Closed BierOne closed 1 year ago

BierOne commented 1 year ago

Hi Jingkang,

Thanks for this outstanding work! I have been actively working on implementing my method using OpenOOD v1.5. However, I observed a notable difference in the FPR score (available in this link) compared to the version provided on Aug. 7th. I am uncertain if there is something crucial that I might have missed in this repository.

Could you provide some clarification if there are any significant updates? Thank you so much.

zjysteven commented 1 year ago

Hi @BierOne, thank you for your continued attention!

Yes, the update we made was regarding whether we treat OOD samples as positive or negative. We found that earlier we were taking OOD samples as negative. This is not technically wrong, but typically in this case the metric would be TNR@TPR95 (e.g., see Mahalanobis paper) instead of FPR@TPR95. Also, FPR@TPR95 in this case means when 95% of ID samples are correctly classified, how many OOD samples are misclassified. It measures the performance at a threshold that emphasizes ID sample correctness (95%) rather than the correctness of OOD sample, which seems a little weird to me.

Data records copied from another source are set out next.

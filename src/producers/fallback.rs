use async_trait::async_trait;

use crate::core::{CaptureError, Frame};
use crate::producers::CaptureSource;

/// Captures from `primary`, switching to `fallback` for any tick on which the
/// primary fails. Only when both fail does the error surface.
pub struct FallbackCapture {
    primary: Box<dyn CaptureSource>,
    fallback: Box<dyn CaptureSource>,
    on_fallback: bool,
}

impl FallbackCapture {
    pub fn new(primary: Box<dyn CaptureSource>, fallback: Box<dyn CaptureSource>) -> Self {
        Self {
            primary,
            fallback,
            on_fallback: false,
        }
    }

    pub fn is_on_fallback(&self) -> bool {
        self.on_fallback
    }
}

#[async_trait]
impl CaptureSource for FallbackCapture {
    fn name(&self) -> &str {
        "fallback"
    }

    async fn capture_frame(&mut self) -> Result<Frame, CaptureError> {
        match self.primary.capture_frame().await {
            Ok(frame) => {
                if self.on_fallback {
                    log::info!("[capture] {} recovered", self.primary.name());
                    self.on_fallback = false;
                }
                Ok(frame)
            }
            Err(primary_err) => {
                if !self.on_fallback {
                    log::warn!(
                        "[capture] {} failed ({}), using {}",
                        self.primary.name(),
                        primary_err,
                        self.fallback.name()
                    );
                    self.on_fallback = true;
                }
                self.fallback.capture_frame().await.map_err(|fallback_err| {
                    CaptureError::message(format!(
                        "{} failed: {}; fallback {} failed: {}",
                        self.primary.name(),
                        primary_err,
                        self.fallback.name(),
                        fallback_err
                    ))
                })
            }
        }
    }
}
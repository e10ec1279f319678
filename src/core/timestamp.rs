use chrono::{DateTime, Utc};

/// Current wall-clock time as whole seconds since the Unix epoch.
pub fn unix_now() -> i64 {
    Utc::now().timestamp()
}

/// Human readable RFC 3339 rendering of a capture timestamp, for logs.
pub fn format_unix(ts: i64) -> String {
    match DateTime::<Utc>::from_timestamp(ts, 0) {
        Some(dt) => dt.to_rfc3339(),
        None => format!("{}s", ts),
    }
}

We now have updated to follow the convention in general machine learning and many OOD works (including MSP, Energy, etc), where OOD samples (anomalies) are taken as positive. In this case, FPR@TPR95 aligns better with the ultimate goal than the previous case (in my opinion): When 95% of OOD samples are correctly identified, how many ID samples are misclassified.

I hope that this clears up the confusion. Also note that this update doesn't affect the main metric AUROC.

BierOne commented 1 year ago

Got it! Thank you so much!